#### WORK INSTRUCTIONS:
In the listing below, repeat exactly every line from the first through the line containing "the config file).", with nothing else.

--- EXTRACTED MATERIAL ---

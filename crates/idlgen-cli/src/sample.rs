//! # Sample Subcommand
//!
//! Generates one pretty-printed sample JSON file per struct of interest in
//! each input document. Types referenced by those structs resolve against
//! every schema document in the inputs' directories.

use std::path::{Path, PathBuf};

use anyhow::{Context, Result};
use clap::Args;

use idlgen_core::{QualifiedName, SCOPE_SEPARATOR};
use idlgen_sample::SampleGenerator;
use idlgen_schema::SchemaDocument;

use crate::config::GeneratorConfig;
use crate::inputs::{expand_inputs, load_registry};

/// Characters that cannot appear in generated file names.
const FORBIDDEN_FILENAME_CHARS: &[char] = &['<', '>', ':', '"', '/', '\\', '|', '?', '*', ' '];

/// Arguments for the `idlgen sample` subcommand.
#[derive(Args, Debug)]
pub struct SampleArgs {
    /// Schema documents to generate samples for. Wildcards are expanded.
    #[arg(value_name = "INPUT", required = true)]
    pub inputs: Vec<String>,

    /// Output directory (overrides `output_dir` from the config file).
    #[arg(short, long, value_name = "DIR")]
    pub output: Option<PathBuf>,

    /// Struct name prefix selecting structs of interest, case-insensitive.
    #[arg(long, value_name = "PREFIX")]
    pub prefix: Option<String>,
}

/// Replace characters that are unsafe in file names with `_`.
pub fn sanitize_filename(name: &str) -> String {
    name.replace(FORBIDDEN_FILENAME_CHARS, "_")
}

/// Output file name for a struct, e.g. `P_NSTEL__C_VehicleSpeed.json`.
pub fn output_file_name(logical_name: &str) -> String {
    format!(
        "{}.json",
        sanitize_filename(&logical_name.replace(SCOPE_SEPARATOR, "__"))
    )
}

fn matches_prefix(name: &QualifiedName, prefix: &str) -> bool {
    name.name()
        .to_uppercase()
        .starts_with(&prefix.to_uppercase())
}

/// Execute the sample subcommand.
///
/// Returns exit code: 0 when every input was processed, 1 if any input
/// was missing or could not be parsed.
pub fn run_sample(args: &SampleArgs, config: &GeneratorConfig) -> Result<u8> {
    let output_dir = args.output.as_ref().unwrap_or(&config.output_dir);
    let prefix = args.prefix.as_deref().unwrap_or(&config.struct_prefix);

    let mut had_failures = false;
    let mut inputs = Vec::new();
    for path in expand_inputs(&args.inputs) {
        if path.is_file() {
            inputs.push(path);
        } else {
            println!("ERROR: input file not found: {}", path.display());
            had_failures = true;
        }
    }

    let (registry, report) = load_registry(&inputs, config.scan_sibling_documents);
    tracing::info!(
        documents = report.documents,
        declarations = report.declarations,
        "loaded type registry"
    );

    std::fs::create_dir_all(output_dir)
        .with_context(|| format!("failed to create output directory {}", output_dir.display()))?;

    let generator = SampleGenerator::new(&registry);
    let mut written = 0usize;
    for input in &inputs {
        match generate_for_document(&generator, input, prefix, output_dir) {
            Ok(count) => written += count,
            Err(e) => {
                println!("ERROR: {}: {e:#}", input.display());
                had_failures = true;
            }
        }
    }

    println!(
        "Generated {written} sample(s) from {} document(s) in {}",
        inputs.len(),
        output_dir.display()
    );

    Ok(u8::from(had_failures))
}

/// Write samples for the structs of interest in one document.
fn generate_for_document(
    generator: &SampleGenerator<'_>,
    input: &Path,
    prefix: &str,
    output_dir: &Path,
) -> Result<usize> {
    let doc = SchemaDocument::load(input)?;
    println!("Processing {}", input.display());

    let mut count = 0usize;
    for (name, _) in doc.structs() {
        if !matches_prefix(&name, prefix) {
            continue;
        }
        let sample = generator.generate_sample(&name.to_qualified_string(), false);
        let json = sample.to_json_pretty()?;

        let logical_name = name.logical_name();
        let unresolved = sample.placeholder_count();
        if unresolved > 0 {
            tracing::warn!(name = %logical_name, unresolved, "sample contains unresolved types");
        }

        let file_name = output_file_name(&logical_name);
        let path = output_dir.join(&file_name);
        std::fs::write(&path, json + "\n")
            .with_context(|| format!("failed to write {}", path.display()))?;

        println!("  {logical_name} -> {file_name}");
        count += 1;
    }
    Ok(count)
}

#[cfg(test)]
mod tests {
    use super::*;

    #[test]
    fn sanitize_replaces_forbidden_characters() {
        assert_eq!(sanitize_filename("a<b>c:d\"e/f\\g|h?i*j k"), "a_b_c_d_e_f_g_h_i_j_k");
        assert_eq!(sanitize_filename("P_NSTEL__C_Speed"), "P_NSTEL__C_Speed");
    }

    #[test]
    fn output_name_flattens_scopes() {
        assert_eq!(output_file_name("P_NSTEL::C_Speed"), "P_NSTEL__C_Speed.json");
        assert_eq!(output_file_name("A::B::C_X"), "A__B__C_X.json");
        assert_eq!(output_file_name("C_Top"), "C_Top.json");
    }

    #[test]
    fn prefix_match_is_case_insensitive() {
        let name = QualifiedName::new(Some("P"), "c_lower");
        assert!(matches_prefix(&name, "C_"));
        assert!(!matches_prefix(&name, "T_"));
        assert!(matches_prefix(&name, ""));
    }
}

---

#### TASK OUTPUT:
filename crates/idlgen-cli/src/sample.rs
//! # Sample Subcommand
//!
//! Generates one pretty-printed sample JSON file per struct of interest in
//! each input document. Types referenced by those structs resolve against
//! every schema document in the inputs' directories.

use std::path::{Path, PathBuf};

use anyhow::{Context, Result};
use clap::Args;

use idlgen_core::{QualifiedName, SCOPE_SEPARATOR};
use idlgen_sample::SampleGenerator;
use idlgen_schema::SchemaDocument;

use crate::config::GeneratorConfig;
use crate::inputs::{expand_inputs, load_registry};

/// Characters that cannot appear in generated file names.
const FORBIDDEN_FILENAME_CHARS: &[char] = &['<', '>', ':', '"', '/', '\\', '|', '?', '*', ' '];

/// Arguments for the `idlgen sample` subcommand.
#[derive(Args, Debug)]
pub struct SampleArgs {
    /// Schema documents to generate samples for. Wildcards are expanded.
    #[arg(value_name = "INPUT", required = true)]
    pub inputs: Vec<String>,

    /// Output directory (overrides `output_dir` from the config file).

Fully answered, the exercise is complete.